Buna neden hidrojen atomlarının çekirdeklerinin kendi ekseni etrafında döme (spin) yaparak kendi içinde magnetik alan oluşturması ve bu kendi magnetik alanındanda komşu karbonda bulunan hidrojen atomlarının etkilenmesidir. Komşuda bulunan hidrojenlerin spinlerine baglı olarak (-1/2 ve + 1/2) her bir hidrojen piki-çizgisi- ikiye yarılır. Bu sayede komşuda bulunan hidrojen sayısından bir fazla pik gözlenmiş olur. Kısaca CH3 pikleri dörtlü, CH2 pikleri üçlü CH pikleri ise ikili olarak çıkmış olur. CH2 ve CH ifadelerinde sadece bir tarafta komşu hidrojenler oldugu kabul edilmiştir. Her iki tarafında da hidrojen atomu içeren komşuların toplam hidrojen sayılarına dikkat edilmelidir.
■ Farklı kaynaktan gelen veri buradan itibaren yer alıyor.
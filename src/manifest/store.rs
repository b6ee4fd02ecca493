//! File access used by manifest documents

use std::fs;
use std::path::Path;

#[cfg(test)]
use mockall::automock;

/// Read/write access to manifest text
#[cfg_attr(test, automock)]
pub trait ManifestStore {
    fn exists(&self, path: &Path) -> bool;

    fn read_to_string(&self, path: &Path) -> std::io::Result<String>;

    /// Replace the contents of `path`, creating the file if needed
    fn write(&self, path: &Path, contents: &str) -> std::io::Result<()>;
}

/// [`ManifestStore`] backed by the local file system
#[derive(Debug, Clone, Copy, Default)]
pub struct FsStore;

impl ManifestStore for FsStore {
    fn exists(&self, path: &Path) -> bool {
        path.is_file()
    }

    fn read_to_string(&self, path: &Path) -> std::io::Result<String> {
        fs::read_to_string(path)
    }

    fn write(&self, path: &Path, contents: &str) -> std::io::Result<()> {
        if let Some(parent) = path.parent()
            && !parent.as_os_str().is_empty()
        {
            fs::create_dir_all(parent)?;
        }
        fs::write(path, contents)
    }
}
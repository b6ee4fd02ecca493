use tracing_appender::non_blocking::WorkerGuard;
use tracing_subscriber::filter::LevelFilter;
use tracing_subscriber::{EnvFilter, Layer, fmt, prelude::*};

use crate::config;

/// Initialize tracing: JSON lines to the log file, warnings and errors to stderr.
///
/// `RUST_LOG` overrides the default filter. The returned guard flushes the
/// file writer when dropped and must be kept alive until exit.
pub fn init(verbose: bool) -> anyhow::Result<WorkerGuard> {
    let log_path = config::log_path();
    let directory = log_path
        .parent()
        .map(|dir| dir.to_path_buf())
        .unwrap_or_else(config::data_dir);
    std::fs::create_dir_all(&directory)?;

    let file_name = log_path
        .file_name()
        .ok_or_else(|| anyhow::anyhow!("log path has no file name: {}", log_path.display()))?;
    let (writer, guard) = tracing_appender::non_blocking(tracing_appender::rolling::never(
        &directory, file_name,
    ));

    let default_directive = if verbose {
        "version_it=debug"
    } else {
        "version_it=info"
    };
    let env_filter =
        EnvFilter::try_from_default_env().unwrap_or_else(|_| EnvFilter::new(default_directive));

    let file_layer = fmt::layer()
        .json()
        .with_writer(writer)
        .with_ansi(false)
        .with_filter(env_filter);
    let stderr_layer = fmt::layer()
        .compact()
        .with_target(false)
        .with_writer(std::io::stderr)
        .with_filter(if verbose {
            LevelFilter::DEBUG
        } else {
            LevelFilter::WARN
        });

    tracing_subscriber::registry()
        .with(file_layer)
        .with(stderr_layer)
        .try_init()?;
    Ok(guard)
}
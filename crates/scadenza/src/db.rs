//! SQLite issue store
//!
//! This module handles:
//! - Database initialization and embedded migrations
//! - Reading issues
//! - Applying due-date patches

use anyhow::{Context, Result};
use chrono::{DateTime, Utc};
use rusqlite::{params, Connection, OptionalExtension, Row};
use std::path::Path;
use tracing::{debug, info};

use crate::types::{format_timestamp, DueDatePatch, Issue};

/// Migrations compiled into the binary, applied in order
const MIGRATIONS: &[(&str, &str)] = &[(
    "001_initial_schema",
    include_str!("../db/migrations/001_initial_schema.sql"),
)];

const ISSUE_COLUMNS: &str = "id, title, due_date, created_at, updated_at";

/// Open (or create) the database at the given path and run pending migrations
pub fn init_db(db_path: &Path) -> Result<Connection> {
    let conn = Connection::open(db_path)
        .with_context(|| format!("Failed to open database at {}", db_path.display()))?;

    let count = run_migrations(&conn)?;
    if count > 0 {
        info!(count = count, path = %db_path.display(), "Applied migrations");
    }

    Ok(conn)
}

/// Apply every migration not yet recorded in `schema_migrations`
pub fn run_migrations(conn: &Connection) -> Result<usize> {
    conn.execute_batch(
        "CREATE TABLE IF NOT EXISTS schema_migrations (
            version TEXT PRIMARY KEY,
            applied_at TEXT NOT NULL
        );",
    )?;

    let mut applied = 0;

    for (version, sql) in MIGRATIONS {
        let already_applied: bool = conn.query_row(
            "SELECT COUNT(*) > 0 FROM schema_migrations WHERE version = ?1",
            [version],
            |row| row.get(0),
        )?;

        if already_applied {
            continue;
        }

        conn.execute_batch(sql)
            .with_context(|| format!("Failed to apply migration: {}", version))?;

        conn.execute(
            "INSERT INTO schema_migrations (version, applied_at) VALUES (?1, datetime('now'))",
            [version],
        )?;

        debug!(version = %version, "Applied migration");
        applied += 1;
    }

    Ok(applied)
}

fn issue_from_row(row: &Row<'_>) -> rusqlite::Result<Issue> {
    Ok(Issue {
        id: row.get(0)?,
        title: row.get(1)?,
        due_date: row.get(2)?,
        created_at: row.get(3)?,
        updated_at: row.get(4)?,
    })
}

/// All issues, oldest first
pub fn list_issues(conn: &Connection) -> Result<Vec<Issue>> {
    let mut stmt = conn.prepare(&format!(
        "SELECT {ISSUE_COLUMNS} FROM issues ORDER BY created_at ASC, title ASC"
    ))?;

    let issues = stmt
        .query_map([], issue_from_row)?
        .collect::<Result<Vec<_>, _>>()?;

    Ok(issues)
}

pub fn get_issue(conn: &Connection, id: &str) -> Result<Option<Issue>> {
    let issue = conn
        .query_row(
            &format!("SELECT {ISSUE_COLUMNS} FROM issues WHERE id = ?1"),
            [id],
            issue_from_row,
        )
        .optional()?;

    Ok(issue)
}

pub fn insert_issue(conn: &Connection, issue: &Issue) -> Result<()> {
    conn.execute(
        &format!("INSERT INTO issues ({ISSUE_COLUMNS}) VALUES (?1, ?2, ?3, ?4, ?5)"),
        params![
            issue.id,
            issue.title,
            issue.due_date,
            issue.created_at,
            issue.updated_at,
        ],
    )?;
    Ok(())
}

/// Write a due-date patch and bump `updated_at`. Returns false if the issue
/// does not exist.
pub fn apply_due_date_patch(
    conn: &Connection,
    id: &str,
    patch: &DueDatePatch,
    now: DateTime<Utc>,
) -> Result<bool> {
    let affected = conn.execute(
        "UPDATE issues SET due_date = ?1, updated_at = ?2 WHERE id = ?3",
        params![patch.due_date, format_timestamp(now), id],
    )?;
    Ok(affected > 0)
}

pub fn count_issues(conn: &Connection) -> Result<usize> {
    let count: i64 = conn.query_row("SELECT COUNT(*) FROM issues", [], |row| row.get(0))?;
    Ok(count as usize)
}

#[cfg(test)]
mod tests {
    use super::*;
    use chrono::TimeZone;
    use tempfile::TempDir;

    fn setup_test_db() -> (TempDir, Connection) {
        let temp_dir = TempDir::new().unwrap();
        let db_path = temp_dir.path().join("test.db");
        let conn = init_db(&db_path).unwrap();
        (temp_dir, conn)
    }

    fn at(h: u32) -> DateTime<Utc> {
        Utc.with_ymd_and_hms(2024, 5, 1, h, 0, 0).unwrap()
    }

    fn make_issue(title: &str, due: Option<&str>, h: u32) -> Issue {
        Issue::new(title.to_string(), due.map(str::to_string), at(h))
    }

    // ========== init_db tests ==========

    #[test]
    fn test_init_db_creates_tables() {
        let (_temp_dir, conn) = setup_test_db();

        let table_exists: bool = conn
            .query_row(
                "SELECT COUNT(*) > 0 FROM sqlite_master WHERE type='table' AND name='issues'",
                [],
                |row| row.get(0),
            )
            .unwrap();
        assert!(table_exists);
    }

    #[test]
    fn test_init_db_idempotent() {
        let temp_dir = TempDir::new().unwrap();
        let db_path = temp_dir.path().join("test.db");

        let conn = init_db(&db_path).unwrap();
        insert_issue(&conn, &make_issue("Keep me", None, 1)).unwrap();
        drop(conn);

        let conn = init_db(&db_path).unwrap();
        assert_eq!(run_migrations(&conn).unwrap(), 0);
        assert_eq!(count_issues(&conn).unwrap(), 1);
    }

    // ========== issue tests ==========

    #[test]
    fn test_insert_and_get_issue() {
        let (_temp_dir, conn) = setup_test_db();
        let issue = make_issue("Ship it", Some("2024-06-01T09:00:00.000Z"), 1);

        insert_issue(&conn, &issue).unwrap();
        let loaded = get_issue(&conn, &issue.id).unwrap().unwrap();
        assert_eq!(loaded, issue);
    }

    #[test]
    fn test_get_nonexistent_issue() {
        let (_temp_dir, conn) = setup_test_db();
        assert!(get_issue(&conn, "nope").unwrap().is_none());
    }

    #[test]
    fn test_insert_duplicate_id_fails() {
        let (_temp_dir, conn) = setup_test_db();
        let issue = make_issue("Once", None, 1);
        insert_issue(&conn, &issue).unwrap();
        assert!(insert_issue(&conn, &issue).is_err());
    }

    #[test]
    fn test_list_issues_oldest_first() {
        let (_temp_dir, conn) = setup_test_db();
        insert_issue(&conn, &make_issue("Second", None, 5)).unwrap();
        insert_issue(&conn, &make_issue("First", None, 2)).unwrap();

        let titles: Vec<_> = list_issues(&conn)
            .unwrap()
            .into_iter()
            .map(|i| i.title)
            .collect();
        assert_eq!(titles, vec!["First", "Second"]);
    }

    // ========== apply_due_date_patch tests ==========

    #[test]
    fn test_patch_sets_due_date() {
        let (_temp_dir, conn) = setup_test_db();
        let issue = make_issue("Task", None, 1);
        insert_issue(&conn, &issue).unwrap();

        let patch = DueDatePatch::set(at(20));
        assert!(apply_due_date_patch(&conn, &issue.id, &patch, at(3)).unwrap());

        let loaded = get_issue(&conn, &issue.id).unwrap().unwrap();
        assert_eq!(loaded.due_date.as_deref(), Some("2024-05-01T20:00:00.000Z"));
        assert_eq!(loaded.updated_at, "2024-05-01T03:00:00.000Z");
        assert!(loaded.was_updated());
    }

    #[test]
    fn test_patch_clears_due_date() {
        let (_temp_dir, conn) = setup_test_db();
        let issue = make_issue("Task", Some("2024-06-01T09:00:00.000Z"), 1);
        insert_issue(&conn, &issue).unwrap();

        assert!(apply_due_date_patch(&conn, &issue.id, &DueDatePatch::clear(), at(2)).unwrap());
        let loaded = get_issue(&conn, &issue.id).unwrap().unwrap();
        assert!(loaded.due_date.is_none());
    }

    #[test]
    fn test_patch_unknown_issue() {
        let (_temp_dir, conn) = setup_test_db();
        assert!(!apply_due_date_patch(&conn, "missing", &DueDatePatch::clear(), at(1)).unwrap());
    }

    #[test]
    fn test_count_issues() {
        let (_temp_dir, conn) = setup_test_db();
        assert_eq!(count_issues(&conn).unwrap(), 0);
        insert_issue(&conn, &make_issue("a", None, 1)).unwrap();
        insert_issue(&conn, &make_issue("b", None, 1)).unwrap();
        assert_eq!(count_issues(&conn).unwrap(), 2);
    }
}
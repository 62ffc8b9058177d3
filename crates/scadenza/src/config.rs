//! Configuration loading from environment variables.

use anyhow::{Context, Result};
use std::path::PathBuf;

use crate::calendar::WeekStart;

const DEFAULT_DB: &str = "scadenza.db";
const DEFAULT_PORT: u16 = 8080;

/// Runtime settings. CLI flags override these.
#[derive(Debug, Clone, PartialEq, Eq)]
pub struct Settings {
    pub db_path: PathBuf,
    pub port: u16,
    pub week_start: WeekStart,
}

impl Default for Settings {
    fn default() -> Self {
        Self {
            db_path: PathBuf::from(DEFAULT_DB),
            port: DEFAULT_PORT,
            week_start: WeekStart::default(),
        }
    }
}

impl Settings {
    /// Load settings from the environment.
    ///
    /// Reads `SCADENZA_DB`, `SCADENZA_PORT` and `SCADENZA_WEEK_START`, either
    /// from the environment or from a `.env` file. Unset variables keep their
    /// defaults; set but unparseable ones are an error.
    pub fn from_env() -> Result<Self> {
        // Load .env file if present (ignore errors if not found)
        let _ = dotenvy::dotenv();
        Self::from_lookup(|key| std::env::var(key).ok())
    }

    fn from_lookup(lookup: impl Fn(&str) -> Option<String>) -> Result<Self> {
        let mut settings = Self::default();

        if let Some(db) = lookup("SCADENZA_DB") {
            settings.db_path = PathBuf::from(db);
        }

        if let Some(port) = lookup("SCADENZA_PORT") {
            settings.port = port
                .trim()
                .parse::<u16>()
                .with_context(|| format!("SCADENZA_PORT is not a valid port: {port}"))?;
        }

        if let Some(week_start) = lookup("SCADENZA_WEEK_START") {
            settings.week_start = week_start
                .parse::<WeekStart>()
                .map_err(anyhow::Error::msg)
                .context("Invalid SCADENZA_WEEK_START")?;
        }

        Ok(settings)
    }
}

#[cfg(test)]
mod tests {
    use super::*;
    use std::collections::HashMap;

    fn lookup_from(pairs: &[(&str, &str)]) -> impl Fn(&str) -> Option<String> {
        let map: HashMap<String, String> = pairs
            .iter()
            .map(|(k, v)| (k.to_string(), v.to_string()))
            .collect();
        move |key: &str| map.get(key).cloned()
    }

    #[test]
    fn test_defaults_when_unset() {
        let settings = Settings::from_lookup(lookup_from(&[])).unwrap();
        assert_eq!(settings, Settings::default());
        assert_eq!(settings.port, 8080);
        assert_eq!(settings.week_start, WeekStart::Sunday);
    }

    #[test]
    fn test_reads_all_variables() {
        let settings = Settings::from_lookup(lookup_from(&[
            ("SCADENZA_DB", "/tmp/issues.db"),
            ("SCADENZA_PORT", " 9090 "),
            ("SCADENZA_WEEK_START", "Monday"),
        ]))
        .unwrap();

        assert_eq!(settings.db_path, PathBuf::from("/tmp/issues.db"));
        assert_eq!(settings.port, 9090);
        assert_eq!(settings.week_start, WeekStart::Monday);
    }

    #[test]
    fn test_invalid_port_is_an_error() {
        let err = Settings::from_lookup(lookup_from(&[("SCADENZA_PORT", "eighty")])).unwrap_err();
        assert!(err.to_string().contains("SCADENZA_PORT"));
    }

    #[test]
    fn test_invalid_week_start_is_an_error() {
        let err =
            Settings::from_lookup(lookup_from(&[("SCADENZA_WEEK_START", "friday")])).unwrap_err();
        assert!(format!("{err:#}").contains("friday"));
    }
}
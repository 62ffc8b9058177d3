use maud::{html, Markup, PreEscaped, DOCTYPE};

use crate::calendar::{self, CalendarCell};
use crate::clock::Clock;
use crate::format;
use crate::picker::DueDatePicker;
use crate::types::{parse_timestamp, Issue};

fn page(title: &str, body: Markup) -> Markup {
    html! {
        (DOCTYPE)
        html lang="en" {
            head {
                meta charset="UTF-8";
                meta name="viewport" content="width=device-width, initial-scale=1.0";
                title { (title) }
                style { (PreEscaped(CSS)) }
            }
            body {
                div.container { (body) }
            }
        }
    }
}

/// Issue list with each issue's due date
pub fn render_index(issues: &[Issue]) -> Markup {
    page(
        "Issues",
        html! {
            h1 { "Issues" }
            div.stats {
                span #"total-count" { (issues.len()) }
                " issues"
            }
            @if issues.is_empty() {
                div.empty-state {
                    p { "No issues yet." }
                }
            } @else {
                ul.issue-list {
                    @for issue in issues {
                        li.issue-item {
                            a href={"/issues/" (issue.id)} { (issue.title) }
                            @match issue.due_at() {
                                Some(at) => {
                                    span.issue-due title=(format::full_stamp(at)) {
                                        (format::due_date_label(at))
                                    }
                                }
                                None => {
                                    span.issue-due.none { "No due date" }
                                }
                            }
                        }
                    }
                }
            }
        },
    )
}

/// Issue detail page: due-date section, creation stamps and, when open, the picker
pub fn render_issue_page(issue: &Issue, picker: &DueDatePicker, clock: &dyn Clock) -> Markup {
    page(
        &issue.title,
        html! {
            a.back href="/" { "All issues" }
            h1 { (issue.title) }
            (render_due_date_section(issue))
            (render_dates(issue))
            @if picker.is_open() {
                (render_picker(issue, picker, clock))
            }
        },
    )
}

fn action(issue: &Issue, name: &str) -> String {
    format!("/issues/{}/due-date/{}", issue.id, name)
}

fn render_due_date_section(issue: &Issue) -> Markup {
    html! {
        section.due-date {
            div.due-date-label { "Due Date" }
            @match format::committed_label(issue.due_date.as_deref()) {
                Some(label) => {
                    div.due-date-value {
                        form method="post" action=(action(issue, "open")) {
                            button.link type="submit" { "📅 " (label) }
                        }
                        form method="post" action=(action(issue, "clear")) {
                            button.clear type="submit" title="Clear due date" { "✕" }
                        }
                    }
                }
                None => {
                    form.no-due-date method="post" action=(action(issue, "open")) {
                        button.link type="submit" { "📅 Set due date" }
                    }
                }
            }
        }
    }
}

fn render_dates(issue: &Issue) -> Markup {
    html! {
        div.dates {
            @if let Ok(created) = parse_timestamp(&issue.created_at) {
                div { "Created at " (format::short_stamp(created)) }
            }
            @if issue.was_updated() {
                @if let Ok(updated) = parse_timestamp(&issue.updated_at) {
                    div { "Updated at " (format::short_stamp(updated)) }
                }
            }
        }
    }
}

fn render_picker(issue: &Issue, picker: &DueDatePicker, clock: &dyn Clock) -> Markup {
    let Some(working) = picker.working() else {
        return html! {};
    };
    let cells = picker.grid(clock).unwrap_or_default();
    let headers = format::weekday_headers(picker.week_start());

    html! {
        div.picker-modal #"due-date-picker" {
            div.picker {
                div.picker-header {
                    h3 { "Set Due Date" }
                    form method="post" action=(action(issue, "cancel")) {
                        button.icon type="submit" title="Close" { "✕" }
                    }
                }
                div.calendar {
                    div.calendar-header {
                        form method="post" action=(action(issue, "prev")) {
                            button.icon type="submit" title="Previous month" { "‹" }
                        }
                        span.month-title { (format::month_title(working)) }
                        form method="post" action=(action(issue, "next")) {
                            button.icon type="submit" title="Next month" { "›" }
                        }
                    }
                    div.weekdays {
                        @for label in headers {
                            div { (label) }
                        }
                    }
                    form.days method="post" action=(action(issue, "select")) {
                        @for week in calendar::weeks(&cells) {
                            @for cell in week {
                                (render_day(cell))
                            }
                        }
                    }
                }
                form.time-section method="post" action=(action(issue, "time")) {
                    h4 { "Time (PST)" }
                    div.time-inputs {
                        select name="hour" {
                            @for h in 0..24u32 {
                                option value=(h) selected[h == chrono::Timelike::hour(&working)] {
                                    (format::two_digits(h))
                                }
                            }
                        }
                        span { ":" }
                        select name="minute" {
                            @for m in 0..60u32 {
                                option value=(m) selected[m == chrono::Timelike::minute(&working)] {
                                    (format::two_digits(m))
                                }
                            }
                        }
                        button.secondary type="submit" { "Apply" }
                    }
                    div.time-display { (format::time_label(working)) }
                }
                div.action-buttons {
                    form method="post" action=(action(issue, "cancel")) {
                        button.secondary type="submit" { "Cancel" }
                    }
                    form method="post" action=(action(issue, "commit")) {
                        button.primary type="submit" { "Set Due Date" }
                    }
                }
            }
        }
    }
}

fn render_day(cell: &CalendarCell) -> Markup {
    html! {
        button.day
            .other-month[!cell.is_current_month]
            .today[cell.is_today]
            .selected[cell.is_selected]
            type="submit"
            name="date"
            value=(cell.date.format("%Y-%m-%d"))
        {
            (chrono::Datelike::day(&cell.date))
        }
    }
}

const CSS: &str = r#"
* {
    margin: 0;
    padding: 0;
    box-sizing: border-box;
}

body {
    font-family: -apple-system, BlinkMacSystemFont, 'Segoe UI', sans-serif;
    background: #f4f5f7;
    color: #172b4d;
    line-height: 1.4;
}

.container {
    max-width: 760px;
    margin: 0 auto;
    padding: 40px 24px 60px;
}

h1 {
    font-size: 1.8em;
    margin-bottom: 16px;
}

.stats, .dates {
    color: #5e6c84;
    font-size: 0.85em;
    margin-bottom: 24px;
}

.dates {
    margin-top: 24px;
}

.back {
    display: inline-block;
    margin-bottom: 16px;
    color: #0052cc;
}

.issue-list {
    list-style: none;
    display: grid;
    gap: 8px;
}

.issue-item {
    display: flex;
    justify-content: space-between;
    padding: 12px 16px;
    background: #fff;
    border: 1px solid #dfe1e6;
    border-radius: 6px;
}

.issue-due.none {
    color: #8993a4;
}

.empty-state {
    padding: 60px 20px;
    text-align: center;
    color: #8993a4;
}

.due-date-label {
    padding-bottom: 12px;
    color: #5e6c84;
    font-size: 13px;
    text-transform: uppercase;
}

.due-date-value, .no-due-date {
    display: flex;
    align-items: center;
    padding: 10px 12px;
    border-radius: 6px;
    background: #fff;
    border: 1px solid #dfe1e6;
}

.no-due-date {
    border: 2px dashed #c1c7d0;
}

button {
    font: inherit;
    cursor: pointer;
    border: none;
    background: none;
}

button.clear {
    margin-left: auto;
    padding: 6px;
    opacity: 0.6;
}

button.clear:hover {
    opacity: 1;
    color: #e5493a;
}

.picker-modal {
    position: fixed;
    inset: 0;
    background: rgba(0, 0, 0, 0.5);
    display: flex;
    align-items: center;
    justify-content: center;
    z-index: 1000;
}

.picker {
    background: #fff;
    border-radius: 12px;
    max-width: 420px;
    width: 90vw;
    overflow: hidden;
    box-shadow: 0 20px 60px rgba(0, 0, 0, 0.2);
}

.picker-header {
    display: flex;
    justify-content: space-between;
    align-items: center;
    padding: 20px 24px;
    background: linear-gradient(135deg, #0052cc 0%, #667eea 100%);
    color: #fff;
}

.picker-header button {
    color: #fff;
}

.calendar {
    padding: 24px;
}

.calendar-header {
    display: flex;
    justify-content: space-between;
    align-items: center;
    margin-bottom: 20px;
    font-size: 18px;
}

.weekdays, .days {
    display: grid;
    grid-template-columns: repeat(7, 1fr);
    gap: 4px;
    text-align: center;
}

.weekdays {
    color: #5e6c84;
    font-size: 12px;
    margin-bottom: 8px;
}

.day {
    padding: 8px 0;
    border-radius: 6px;
}

.day:hover {
    background: #deebff;
}

.day.other-month {
    color: #c1c7d0;
}

.day.today {
    font-weight: 700;
    border: 1px solid #0052cc;
}

.day.selected {
    background: #0052cc;
    color: #fff;
}

.time-section {
    padding: 0 24px 24px;
}

.time-inputs {
    display: flex;
    align-items: center;
    gap: 8px;
    margin: 8px 0;
}

.time-display {
    color: #5e6c84;
}

.action-buttons {
    display: flex;
    justify-content: flex-end;
    gap: 12px;
    padding: 16px 24px;
    border-top: 1px solid #ebecf0;
}

button.primary, button.secondary {
    padding: 8px 16px;
    border-radius: 4px;
}

button.primary {
    background: #0052cc;
    color: #fff;
}

button.secondary {
    background: #ebecf0;
}
"#;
CH3-CH2-CHCl2 için CH3 pikleri komşu CH2 ye bağlı olarak üçlü- CH2 pikleri komşu CH3 ve CH a baglı olarak dörtlü-CH pikleri komşu CH2 ye baglı olarak üçlü çıkacaktır.
Aşağıda bazı NMR spektrum örnekleri verilmiştir. Eşdeger hidrojen kimyasal kayma ve yarılmalara dikkat ediniz.
Bazı H-NMR Örnekleri
Spin spin eşleşmesinde dikkat edilmesi gereken şey henhangi bir hidrojenin yardıgı diger hidrojen aynı hidrojeni aynı dagerde yarar. Bunun anlamı pik tepecikleri arası uzaklıklara bakıldıgında (J degeri) aynı degerde başka yarılmalarda olmasıdır ki bu da hangi hidrojenin hangi hidrojenle eşleştiginin anlaşılmasında büyük kolaylık saglar. J degerleri hem hidrojenin çevresel etkilerini hemde kimle etkileştiğinin anlaşılmasında kolaylıklar saglamaktadır. İkinci dikkat edilmesi gereken konu ise pik yarılmalarındaki simetridir. spin spin eşleşmesinden kaynaklanan piklerde yarılma çok simetriktir ve pikler dıştan içe dogru büyür. Yani en dışta kalan en küçük en içte olansa en büyüktür, bunun nedeni binom açılımı benzeri bir yarılma şeması ile daha kolay anlaşılır.
Komşu hidrojenlerin eşit kimyasal çevreye sahip olmamaları durumunda piklerin geometrik şekillerindeki simetrinin bozulacagına ve bazen karışabilecegine dikkat ediniz. Aynı J- degerine sahip olmayan protonların yarılmaları komşu hidrojen atomlarının sayısından bir fazla yarılma gözlenir ifadesini yanlış çıkarır ve beklenenden daha fazla sayıda pik gözlenmesine neden olur.
Örnek olarak alkenik yapıdaki hidrojenler indüktif açıdan eşdeger düşünülmesine ragmen konformasyonel ferklılıkları dolayısı ile kimyasal çevreleri birbirinden farklıdır. Alken yapısında bu durum çogunlukla simetrik pik gözlenmesine engel olur komşuda bulunan hid rojenlere göre, ikili, ikilinin ikilisi, ikilinin ikilisinin ikilisi şeklinde gözlenir.